## GOAL OF THE EXERCISE
Every line from the beginning of the records below up to the one holding "pub fn apply(&mut" should be quoted exactly; leave out the rest.

[Saved entries]
----

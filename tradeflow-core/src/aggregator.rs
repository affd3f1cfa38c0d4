//! Converts overlapping pipeline snapshots into deduplicated deltas.
//!
//! The pipeline re-sends full or partial state far more often than the
//! content changes: message lists arrive in full on every agent step,
//! and steps that touch one field re-send the rest unchanged. The
//! aggregator compares each tracked field's normalized value against
//! the last value it emitted and produces a [`StateDelta`] only for
//! real changes.

use std::collections::HashMap;

use serde_json::Value;
use sha2::{Digest, Sha256};

use crate::events::{MessageDelta, ReportSection, StateDelta, ToolInvocation};
use crate::normalize::{normalize_field, stringify_content};

/// Per-run aggregation state. Created with the executor and discarded
/// when the run terminates.
#[derive(Debug, Default)]
pub struct StreamAggregator {
    last_message_signature: Option<(String, String)>,
    last_reports: HashMap<ReportSection, String>,
    last_investment_digest: Option<String>,
    last_risk_digest: Option<String>,
}

impl StreamAggregator {
    pub fn new() -> Self {
        Self::default()
    }

    /// Fold one snapshot into the aggregation state. Returns a delta
    /// containing every field whose effective value changed, or `None`
    /// when the snapshot carries no new information.
    pub fn apply(&mut self, snapshot: &Value) -> Option<StateDelta> {
        let mut delta = StateDelta::default();

        delta.message = self.extract_message(snapshot);

        for section in ReportSection::ALL {
            let normalized = normalize_field(snapshot.get(section.snapshot_key()));
            if normalized.is_empty() {
                continue;
            }
            if self.last_reports.get(&section) == Some(&normalized) {
                continue;
            }
            self.last_reports.insert(section, normalized.clone());
            delta.reports.insert(section, normalized);
        }

        delta.investment_debate = Self::changed_block(
            snapshot.get("investment_debate_state"),
            &mut self.last_investment_digest,
        );
        delta.risk_debate = Self::changed_block(
            snapshot.get("risk_debate_state"),
            &mut self.last_risk_digest,
        );

        if delta.is_empty() { None } else { Some(delta) }
    }

    fn extract_message(&mut self, snapshot: &Value) -> Option<MessageDelta> {
        let message = snapshot
            .get("messages")
            .and_then(Value::as_array)
            .and_then(|messages| messages.last())?;

        let role = message
            .get("role")
            .or_else(|| message.get("type"))
            .and_then(Value::as_str)
            .unwrap_or("assistant")
            .to_string();
        let content = normalize_field(message.get("content"));

        let signature = (role.clone(), content.clone());
        if self.last_message_signature.as_ref() == Some(&signature) {
            return None;
        }
        self.last_message_signature = Some(signature);

        let agent = message
            .get("name")
            .and_then(Value::as_str)
            .map(str::to_string);
        let tool_calls = message
            .get("tool_calls")
            .and_then(Value::as_array)
            .map(|calls| {
                calls
                    .iter()
                    .filter_map(|call| {
                        let name = call.get("name").and_then(Value::as_str)?;
                        Some(ToolInvocation {
                            name: name.to_string(),
                            args: call.get("args").cloned().unwrap_or(Value::Null),
                        })
                    })
                    .collect()
            })
            .unwrap_or_default();

        Some(MessageDelta {
            role,
            content,
            agent,
            tool_calls,
        })
    }

    /// Digest comparison for a debate-state block. The blocks are
    /// small structured records, so a content fingerprint over the
    /// normalized rendering beats a field-level diff.
    fn changed_block(block: Option<&Value>, last_digest: &mut Option<String>) -> Option<Value> {
        let block = block?;
        let normalized = stringify_content(block);
        if normalized.trim().is_empty() {
            return None;
        }

        let digest = format!("{:x}", Sha256::digest(normalized.as_bytes()));
        if last_digest.as_ref() == Some(&digest) {
            return None;
        }
        *last_digest = Some(digest);
        Some(block.clone())
    }
}

#[cfg(test)]
mod tests {
    use super::*;
    use serde_json::json;

    #[test]
    fn identical_snapshots_emit_once() {
        let mut aggregator = StreamAggregator::new();
        let snapshot = json!({
            "messages": [{ "role": "assistant", "content": "Buy" }],
            "market_report": "bullish",
        });

        let first = aggregator.apply(&snapshot).expect("first snapshot emits");
        assert_eq!(first.message.as_ref().unwrap().content, "Buy");
        assert_eq!(
            first.reports.get(&ReportSection::Market).map(String::as_str),
            Some("bullish")
        );

        assert!(aggregator.apply(&snapshot).is_none());
    }

    #[test]
    fn duplicate_message_across_snapshot_windows() {
        let mut aggregator = StreamAggregator::new();
        let first = json!({
            "messages": [{ "role": "assistant", "content": "Buy" }],
        });
        let second = json!({
            "messages": [
                { "role": "user", "content": "decide" },
                { "role": "assistant", "content": "Buy" },
            ],
        });

        assert!(aggregator.apply(&first).is_some());
        // The growing list re-sends the same tail message.
        assert!(aggregator.apply(&second).is_none());
    }

    #[test]
    fn only_changed_sections_appear_in_delta() {
        let mut aggregator = StreamAggregator::new();
        aggregator.apply(&json!({
            "market_report": "flat",
            "news_report": "quiet",
        }));

        let delta = aggregator
            .apply(&json!({
                "market_report": "breakout",
                "news_report": "quiet",
            }))
            .expect("market changed");
        assert_eq!(delta.reports.len(), 1);
        assert!(delta.reports.contains_key(&ReportSection::Market));
        assert!(!delta.reports.contains_key(&ReportSection::News));
    }

    #[test]
    fn structured_message_content_normalizes_before_comparison() {
        let mut aggregator = StreamAggregator::new();
        let structured = json!({
            "messages": [{
                "role": "assistant",
                "content": [{ "type": "text", "text": "Buy" }],
            }],
        });
        let flat = json!({
            "messages": [{ "role": "assistant", "content": "Buy" }],
        });

        assert!(aggregator.apply(&structured).is_some());
        // Same effective value once normalized.
        assert!(aggregator.apply(&flat).is_none());
    }

    #[test]
    fn debate_blocks_dedup_by_digest() {
        let mut aggregator = StreamAggregator::new();
        let snapshot = json!({
            "investment_debate_state": {
                "bull_history": "growth thesis",
                "bear_history": "",
            },
        });

        let delta = aggregator.apply(&snapshot).expect("new debate content");
        assert!(delta.investment_debate.is_some());
        assert!(delta.risk_debate.is_none());

        assert!(aggregator.apply(&snapshot).is_none());

        let updated = json!({
            "investment_debate_state": {
                "bull_history": "growth thesis",
                "bear_history": "margin compression",
            },
        });
        let delta = aggregator.apply(&updated).expect("debate advanced");
        assert!(delta.investment_debate.is_some());
    }

    #[test]
    fn tool_calls_are_carried_on_new_messages() {
        let mut aggregator = StreamAggregator::new();
        let snapshot = json!({
            "messages": [{
                "role": "assistant",
                "content": "",
                "name": "market_analyst",
                "tool_calls": [
                    { "name": "get_stock_data", "args": { "symbol": "NVDA" } },
                ],
            }],
        });

        let delta = aggregator.apply(&snapshot).expect("message emits");
        let message = delta.message.unwrap();
        assert_eq!(message.agent.as_deref(), Some("market_analyst"));
        assert_eq!(message.tool_calls.len(), 1);
        assert_eq!(message.tool_calls[0].name, "get_stock_data");
    }

    #[test]
    fn malformed_fields_degrade_to_text() {
        let mut aggregator = StreamAggregator::new();
        // A report section arriving as a number is treated as its
        // string form rather than an error.
        let delta = aggregator
            .apply(&json!({ "market_report": 7 }))
            .expect("numeric section still emits");
        assert_eq!(
            delta.reports.get(&ReportSection::Market).map(String::as_str),
            Some("7")
        );
        assert!(aggregator.apply(&json!({ "market_report": 7 })).is_none());
    }
}
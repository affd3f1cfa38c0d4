//! # Tradeflow Server
//!
//! HTTP surface for the run execution engine:
//!
//! - **Submission**: `POST /runs` schedules a pipeline run and returns
//!   its id without blocking on execution
//! - **Status**: `GET /runs/{id}` and `GET /runs` report run state and
//!   full event history
//! - **Streaming**: `GET /runs/{id}/stream` replays history and tails
//!   live events over SSE until the run terminates
//! - **Access gate**: a shared-secret bearer token in front of every
//!   run operation

pub mod auth;
pub mod config;
pub mod errors;
pub mod routes;
pub mod run_handlers;
pub mod state;
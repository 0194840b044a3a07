use std::sync::Arc;

use crate::{
    adapters::outbound::storage::{ApacheObjectClient, ClientBackend},
    ports::auth::Authenticator,
    services::FileSystemServiceImpl,
};

use super::{
    capability::{CAPABILITIES, Capability},
    file_system::S3FileSystem,
};

/// Entry point for the provider adapter.
///
/// Configure an optional endpoint and region, then create file systems from
/// an authenticator's credentials:
///
/// ```no_run
/// use s3vfs::{S3FileProvider, StaticAuthenticator};
///
/// # fn main() -> Result<(), s3vfs::FsError> {
/// let mut provider = S3FileProvider::new();
/// provider.set_region("us-east-1");
///
/// let auth = StaticAuthenticator::new("access-id", "access-secret");
/// let fs = provider.create_file_system(&auth);
/// let _file = fs.resolve("s3://s3.amazonaws.com/bucket01/dir01/file01.txt")?;
/// # Ok(())
/// # }
/// ```
#[derive(Debug, Default)]
pub struct S3FileProvider {
    endpoint: Option<String>,
    region: Option<String>,
    allow_http: bool,
}

impl S3FileProvider {
    pub fn new() -> Self {
        Self::default()
    }

    /// Point the provider at an S3-compatible endpoint. Takes effect for
    /// file systems created afterwards.
    pub fn set_endpoint(&mut self, endpoint: impl Into<String>) {
        self.endpoint = Some(endpoint.into());
    }

    pub fn set_region(&mut self, region: impl Into<String>) {
        self.region = Some(region.into());
    }

    /// Allow plain-http endpoints, e.g. a local MinIO.
    pub fn set_allow_http(&mut self, allow: bool) {
        self.allow_http = allow;
    }

    pub fn endpoint(&self) -> Option<&str> {
        self.endpoint.as_deref()
    }

    pub fn region(&self) -> Option<&str> {
        self.region.as_deref()
    }

    /// The capability set this provider declares.
    pub fn capabilities() -> &'static [Capability] {
        CAPABILITIES
    }

    /// Build a file system backed by S3 using the authenticator's resolved
    /// credentials.
    pub fn create_file_system(&self, authenticator: &dyn Authenticator) -> S3FileSystem {
        let client = ApacheObjectClient::new(ClientBackend::S3 {
            credentials: authenticator.credentials(),
            region: self.region.clone(),
            endpoint: self.endpoint.clone(),
            allow_http: self.allow_http,
        });

        S3FileSystem::new(Arc::new(FileSystemServiceImpl::new(Arc::new(client))))
    }
}

#[cfg(test)]
mod tests {
    use super::*;

    #[test]
    fn declares_the_full_capability_set() {
        let caps = S3FileProvider::capabilities();
        for cap in [
            Capability::GetType,
            Capability::ReadContent,
            Capability::ListChildren,
            Capability::GetLastModified,
            Capability::Create,
            Capability::Delete,
            Capability::RandomAccessRead,
            Capability::Uri,
        ] {
            assert!(caps.contains(&cap), "missing capability {cap:?}");
        }
    }

    #[test]
    fn endpoint_and_region_are_configurable() {
        let mut provider = S3FileProvider::new();
        provider.set_endpoint("http://localhost:9000");
        provider.set_region("eu-north-1");

        assert_eq!(provider.endpoint(), Some("http://localhost:9000"));
        assert_eq!(provider.region(), Some("eu-north-1"));
    }
}
use std::sync::OnceLock;

use bytes::Bytes;
use chrono::{DateTime, Utc};

use crate::domain::{
    errors::{FsError, FsResult},
    value_objects::ObjectPath,
};

/// What a path denotes in the flat namespace.
#[derive(Debug, Clone, Copy, PartialEq, Eq)]
pub enum EntryType {
    /// An object exists at the exact key
    File,
    /// No object at the exact key, but at least one object or common prefix
    /// exists below it
    Folder,
    /// Neither an object nor anything below the key
    Missing,
}

impl EntryType {
    pub fn exists(&self) -> bool {
        !matches!(self, EntryType::Missing)
    }

    pub fn is_file(&self) -> bool {
        matches!(self, EntryType::File)
    }

    pub fn is_folder(&self) -> bool {
        matches!(self, EntryType::Folder)
    }
}

/// A fetched object: content and the store-reported metadata together.
#[derive(Debug, Clone)]
pub struct ObjectHandle {
    pub data: Bytes,
    pub size: u64,
    pub last_modified: DateTime<Utc>,
    pub etag: Option<String>,
}

/// Size and timestamp for a resolved file.
#[derive(Debug, Clone, PartialEq)]
pub struct EntryMetadata {
    pub size: u64,
    pub last_modified: DateTime<Utc>,
    pub etag: Option<String>,
}

/// The attached state of a path session.
///
/// Constructed fresh by every resolution and dropped on detach. Fields are
/// never swapped in place, so staleness is only possible by holding an entry
/// across a detach.
#[derive(Debug)]
pub struct ResolvedEntry {
    path: ObjectPath,
    entry_type: EntryType,
    handle: Option<ObjectHandle>,
    metadata: OnceLock<EntryMetadata>,
}

impl ResolvedEntry {
    pub fn new(path: ObjectPath, entry_type: EntryType, handle: Option<ObjectHandle>) -> Self {
        Self {
            path,
            entry_type,
            handle,
            metadata: OnceLock::new(),
        }
    }

    pub fn path(&self) -> &ObjectPath {
        &self.path
    }

    pub fn entry_type(&self) -> EntryType {
        self.entry_type
    }

    pub fn handle(&self) -> Option<&ObjectHandle> {
        self.handle.as_ref()
    }

    /// Metadata for the underlying object, filled from the fetched handle on
    /// first access and memoized for the entry's lifetime.
    pub fn metadata(&self) -> FsResult<&EntryMetadata> {
        let handle = self.handle.as_ref().ok_or_else(|| FsError::NotAFile {
            path: self.path.clone(),
        })?;

        Ok(self.metadata.get_or_init(|| EntryMetadata {
            size: handle.size,
            last_modified: handle.last_modified,
            etag: handle.etag.clone(),
        }))
    }

    pub fn size(&self) -> FsResult<u64> {
        Ok(self.metadata()?.size)
    }

    pub fn last_modified(&self) -> FsResult<DateTime<Utc>> {
        Ok(self.metadata()?.last_modified)
    }

    /// Content of the underlying object.
    pub fn data(&self) -> FsResult<&Bytes> {
        self.handle
            .as_ref()
            .map(|handle| &handle.data)
            .ok_or_else(|| FsError::NotAFile {
                path: self.path.clone(),
            })
    }
}

#[cfg(test)]
mod tests {
    use super::*;

    fn file_entry() -> ResolvedEntry {
        let path = ObjectPath::parse("bucket01/file01").unwrap();
        let handle = ObjectHandle {
            data: Bytes::from_static(b"contents"),
            size: 8,
            last_modified: Utc::now(),
            etag: Some("etag01".to_string()),
        };
        ResolvedEntry::new(path, EntryType::File, Some(handle))
    }

    #[test]
    fn metadata_is_served_from_the_handle() {
        let entry = file_entry();
        let first = entry.metadata().unwrap().clone();
        assert_eq!(first.size, 8);
        assert_eq!(first.etag.as_deref(), Some("etag01"));

        // Second access returns the same memoized value.
        assert_eq!(entry.metadata().unwrap(), &first);
    }

    #[test]
    fn folder_and_missing_entries_have_no_metadata() {
        for entry_type in [EntryType::Folder, EntryType::Missing] {
            let path = ObjectPath::parse("bucket01/dir01").unwrap();
            let entry = ResolvedEntry::new(path, entry_type, None);

            assert!(matches!(entry.size(), Err(FsError::NotAFile { .. })));
            assert!(matches!(entry.data(), Err(FsError::NotAFile { .. })));
        }
    }

    #[test]
    fn entry_type_queries() {
        assert!(EntryType::File.exists());
        assert!(EntryType::Folder.exists());
        assert!(!EntryType::Missing.exists());
        assert!(EntryType::File.is_file());
        assert!(EntryType::Folder.is_folder());
    }
}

----

## SOLVED PROBLEM
filename tradeflow-core/src/aggregator.rs
repository affd3f1cfa38c0d4
//! Converts overlapping pipeline snapshots into deduplicated deltas.
//!
//! The pipeline re-sends full or partial state far more often than the
//! content changes: message lists arrive in full on every agent step,
//! and steps that touch one field re-send the rest unchanged. The
//! aggregator compares each tracked field's normalized value against
//! the last value it emitted and produces a [`StateDelta`] only for
//! real changes.

use std::collections::HashMap;

use serde_json::Value;
use sha2::{Digest, Sha256};

use crate::events::{MessageDelta, ReportSection, StateDelta, ToolInvocation};
use crate::normalize::{normalize_field, stringify_content};

/// Per-run aggregation state. Created with the executor and discarded
/// when the run terminates.
#[derive(Debug, Default)]
pub struct StreamAggregator {
    last_message_signature: Option<(String, String)>,
    last_reports: HashMap<ReportSection, String>,
    last_investment_digest: Option<String>,
    last_risk_digest: Option<String>,
}

impl StreamAggregator {
    pub fn new() -> Self {
        Self::default()
    }

    /// Fold one snapshot into the aggregation state. Returns a delta
    /// containing every field whose effective value changed, or `None`
    /// when the snapshot carries no new information.
    pub fn apply(&mut self, snapshot: &Value) -> Option<StateDelta> {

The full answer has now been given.